## PROBLEM TO SOLVE
Count every line in the following entries that holds the word "HeaderValue". Only the number should be given.

## DATA PROVIDED
==*==
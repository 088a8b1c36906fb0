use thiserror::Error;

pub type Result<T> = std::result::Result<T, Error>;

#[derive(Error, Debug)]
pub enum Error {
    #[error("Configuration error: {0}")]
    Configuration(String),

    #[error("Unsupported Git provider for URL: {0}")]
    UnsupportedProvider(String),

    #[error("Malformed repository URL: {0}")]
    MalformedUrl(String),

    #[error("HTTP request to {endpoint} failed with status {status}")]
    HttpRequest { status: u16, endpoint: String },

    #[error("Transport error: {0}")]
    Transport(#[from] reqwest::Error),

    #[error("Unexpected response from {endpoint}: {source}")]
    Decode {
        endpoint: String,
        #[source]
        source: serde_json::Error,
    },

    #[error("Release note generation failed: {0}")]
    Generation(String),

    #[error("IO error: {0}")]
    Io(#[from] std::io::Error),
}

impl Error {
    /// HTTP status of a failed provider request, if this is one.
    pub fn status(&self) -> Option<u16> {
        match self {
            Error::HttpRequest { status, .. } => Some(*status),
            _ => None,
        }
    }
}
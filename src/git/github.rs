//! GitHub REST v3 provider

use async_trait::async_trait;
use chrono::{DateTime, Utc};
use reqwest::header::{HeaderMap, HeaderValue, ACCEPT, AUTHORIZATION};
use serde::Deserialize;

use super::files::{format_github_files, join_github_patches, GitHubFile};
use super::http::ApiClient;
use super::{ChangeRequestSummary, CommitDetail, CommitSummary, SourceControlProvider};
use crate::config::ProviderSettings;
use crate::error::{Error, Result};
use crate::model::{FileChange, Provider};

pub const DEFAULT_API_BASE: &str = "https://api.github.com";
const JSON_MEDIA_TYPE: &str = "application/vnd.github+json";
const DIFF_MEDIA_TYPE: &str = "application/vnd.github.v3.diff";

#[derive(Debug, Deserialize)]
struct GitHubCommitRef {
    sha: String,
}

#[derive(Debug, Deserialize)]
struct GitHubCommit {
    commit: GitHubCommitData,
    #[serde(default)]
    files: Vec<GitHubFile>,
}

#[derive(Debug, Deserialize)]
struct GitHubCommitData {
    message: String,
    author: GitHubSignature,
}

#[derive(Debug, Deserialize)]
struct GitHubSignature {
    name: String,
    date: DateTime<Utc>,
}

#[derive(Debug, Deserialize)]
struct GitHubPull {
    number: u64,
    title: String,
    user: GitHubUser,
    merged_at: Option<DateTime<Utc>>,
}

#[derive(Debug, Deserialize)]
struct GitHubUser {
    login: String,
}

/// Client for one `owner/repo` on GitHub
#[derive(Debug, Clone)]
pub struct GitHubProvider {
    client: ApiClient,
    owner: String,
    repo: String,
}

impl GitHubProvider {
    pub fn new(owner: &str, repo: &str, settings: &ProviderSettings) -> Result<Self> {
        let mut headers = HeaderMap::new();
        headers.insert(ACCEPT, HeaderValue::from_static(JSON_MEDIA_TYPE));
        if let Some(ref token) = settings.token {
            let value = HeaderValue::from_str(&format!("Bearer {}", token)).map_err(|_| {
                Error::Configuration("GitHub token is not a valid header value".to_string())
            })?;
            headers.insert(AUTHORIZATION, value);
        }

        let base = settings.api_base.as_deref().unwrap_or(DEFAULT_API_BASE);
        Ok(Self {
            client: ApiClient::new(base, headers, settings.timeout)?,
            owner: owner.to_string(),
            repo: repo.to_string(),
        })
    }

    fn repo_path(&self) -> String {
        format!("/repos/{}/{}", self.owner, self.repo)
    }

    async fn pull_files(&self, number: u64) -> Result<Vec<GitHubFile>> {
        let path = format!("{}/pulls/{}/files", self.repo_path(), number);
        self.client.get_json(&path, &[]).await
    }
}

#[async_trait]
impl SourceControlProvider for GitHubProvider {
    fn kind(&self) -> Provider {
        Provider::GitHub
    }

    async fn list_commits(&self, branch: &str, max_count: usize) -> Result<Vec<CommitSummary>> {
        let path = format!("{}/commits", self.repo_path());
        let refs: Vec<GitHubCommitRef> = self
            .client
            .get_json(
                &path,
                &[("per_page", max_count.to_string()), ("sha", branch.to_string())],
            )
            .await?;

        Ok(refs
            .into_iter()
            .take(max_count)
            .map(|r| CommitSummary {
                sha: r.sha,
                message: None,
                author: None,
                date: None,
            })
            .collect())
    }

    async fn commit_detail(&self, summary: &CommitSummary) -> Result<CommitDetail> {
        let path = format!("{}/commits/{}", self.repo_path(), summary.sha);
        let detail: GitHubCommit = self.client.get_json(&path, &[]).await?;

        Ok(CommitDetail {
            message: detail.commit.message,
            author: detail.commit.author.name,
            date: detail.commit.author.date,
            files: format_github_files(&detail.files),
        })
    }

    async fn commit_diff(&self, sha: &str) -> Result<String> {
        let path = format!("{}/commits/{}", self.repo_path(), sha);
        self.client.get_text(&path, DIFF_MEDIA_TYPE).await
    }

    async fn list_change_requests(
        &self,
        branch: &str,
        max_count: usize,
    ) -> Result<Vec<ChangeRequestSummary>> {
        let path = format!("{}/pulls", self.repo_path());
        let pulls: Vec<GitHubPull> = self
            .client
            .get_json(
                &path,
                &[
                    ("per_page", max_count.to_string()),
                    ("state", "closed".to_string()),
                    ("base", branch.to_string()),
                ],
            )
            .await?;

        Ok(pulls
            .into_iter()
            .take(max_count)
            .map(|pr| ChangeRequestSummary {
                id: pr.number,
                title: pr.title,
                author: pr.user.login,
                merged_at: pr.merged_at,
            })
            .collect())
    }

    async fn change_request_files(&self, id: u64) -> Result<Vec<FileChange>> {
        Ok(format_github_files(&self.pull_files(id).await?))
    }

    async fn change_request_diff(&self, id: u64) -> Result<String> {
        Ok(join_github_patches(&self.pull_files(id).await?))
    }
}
==*==
## ANSWER
3